2.6. Statistical modelling
To examine whether the variation in these four proxies varies significantly through time, we fit each as
a function of time using generalized linear (GLM) and generalized additive models (GAM; figure 2).
Following Shennan et al. [26], we specified a Poisson distribution and log link relying on quasilikelihood estimation. GAMs allow nonlinear fits between dependent (date density and site counts) and
independent (time) variables using a penalized regression spline approach [27–29]. This allows the data
to ‘speak for itself’ by increasing the degrees of freedom up to an optimal level while still maximizing
parsimony. As a result, GAMs allow the independent variable(s) to explain a greater proportion of the
dependent variable and to account for local variation in the relationship between the two variables.

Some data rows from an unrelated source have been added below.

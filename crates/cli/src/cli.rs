//! CLI argument definitions using clap.

use clap::{Parser, Subcommand, ValueEnum};
use std::path::PathBuf;

/// Spin Tester - clockwise pointer gesture tracker
#[derive(Parser, Debug)]
#[command(
    name = "spin-tester",
    author,
    version,
    about = "Clockwise spin gesture tracker",
    long_about = "Counts clockwise revolutions of a pointer and reports a smoothed speed.\n\n\
                  Runs a synthetic circular gesture in real time, replays recorded \n\
                  pointer traces, and inspects tracker configuration files."
)]
pub struct Cli {
    /// Increase logging verbosity (-v for debug, -vv for trace)
    #[arg(short, long, action = clap::ArgAction::Count, global = true, env = "SPIN_TESTER_VERBOSE")]
    pub verbose: u8,

    /// Suppress all output except errors
    #[arg(short, long, global = true, conflicts_with = "verbose")]
    pub quiet: bool,

    /// Log output format
    #[arg(
        long,
        value_enum,
        default_value = "pretty",
        global = true,
        env = "SPIN_TESTER_LOG_FORMAT"
    )]
    pub log_format: LogFormat,

    #[command(subcommand)]
    pub command: Commands,
}

/// Available CLI commands
#[derive(Subcommand, Debug)]
pub enum Commands {
    /// Run a synthetic circular gesture through a live session
    Simulate(SimulateArgs),

    /// Replay a recorded pointer trace offline
    Replay(ReplayArgs),

    /// Validate configuration file without running
    Validate(ValidateArgs),

    /// Display effective configuration
    Info(InfoArgs),
}

/// Arguments for the `simulate` command
#[derive(Parser, Debug, Clone)]
pub struct SimulateArgs {
    /// Path to configuration file (TOML or JSON); defaults apply when omitted
    #[arg(short, long, env = "SPIN_TESTER_CONFIG")]
    pub config: Option<PathBuf>,

    /// Circle radius in position units
    #[arg(long, default_value = "100")]
    pub radius: f64,

    /// Time for one full turn in milliseconds
    #[arg(long, default_value = "800")]
    pub period_ms: u64,

    /// Draw the circle counter-clockwise (never counted)
    #[arg(long)]
    pub counter_clockwise: bool,

    /// Stop after this many milliseconds (0 = until Ctrl+C)
    #[arg(long, default_value = "5000", env = "SPIN_TESTER_DURATION_MS")]
    pub duration_ms: u64,

    /// Pointer event rate of the synthetic source
    #[arg(long, default_value = "60")]
    pub rate_hz: f64,

    /// Input queue size between the source and the session
    #[arg(long, default_value = "256", env = "SPIN_TESTER_BUFFER_SIZE")]
    pub buffer_size: usize,

    /// Emit snapshots and the summary as JSON
    #[arg(long)]
    pub json: bool,
}

/// Arguments for the `replay` command
#[derive(Parser, Debug, Clone)]
pub struct ReplayArgs {
    /// Recorded trace (.json, .jsonl or .csv with t_ms,x,y)
    #[arg(short, long)]
    pub trace: PathBuf,

    /// Path to configuration file (TOML or JSON); defaults apply when omitted
    #[arg(short, long, env = "SPIN_TESTER_CONFIG")]
    pub config: Option<PathBuf>,

    /// Clock advance after the last sample (default: until speed settles)
    #[arg(long)]
    pub settle_ms: Option<u64>,

    /// Emit snapshots and the summary as JSON
    #[arg(long)]
    pub json: bool,
}

/// Arguments for the `validate` command
#[derive(Parser, Debug)]
pub struct ValidateArgs {
    /// Path to configuration file to validate
    #[arg(short, long, default_value = "spin.toml")]
    pub config: PathBuf,

    /// Output validation result as JSON
    #[arg(long)]
    pub json: bool,
}

/// Arguments for the `info` command
#[derive(Parser, Debug)]
pub struct InfoArgs {
    /// Path to configuration file
    #[arg(short, long, default_value = "spin.toml")]
    pub config: PathBuf,

    /// Output as JSON
    #[arg(long)]
    pub json: bool,
}

/// Log output format
#[derive(ValueEnum, Clone, Copy, Debug, Default)]
pub enum LogFormat {
    /// JSON structured logging
    Json,
    /// Human-readable pretty format
    #[default]
    Pretty,
    /// Compact single-line format
    Compact,
}

impl From<LogFormat> for observability::LogFormat {
    fn from(format: LogFormat) -> Self {
        match format {
            LogFormat::Json => observability::LogFormat::Json,
            LogFormat::Pretty => observability::LogFormat::Pretty,
            LogFormat::Compact => observability::LogFormat::Compact,
        }
    }
}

The optimal degrees of freedom (knots) are defined following generalized cross-validation [28,29].
Model results report the estimated degrees of freedom (edf), r2 - and p-values. A GAM is useful in this
instance because it allows for description of local fluctuations in population that may be missed by more
strictly parsimonious models like a single polynomial GLM, which may better describe ‘global’ trends
in population. Because the model will optimize the degrees of freedom, the fitted trend will also smooth
over what are likely to be spurious fluctuations in the population data.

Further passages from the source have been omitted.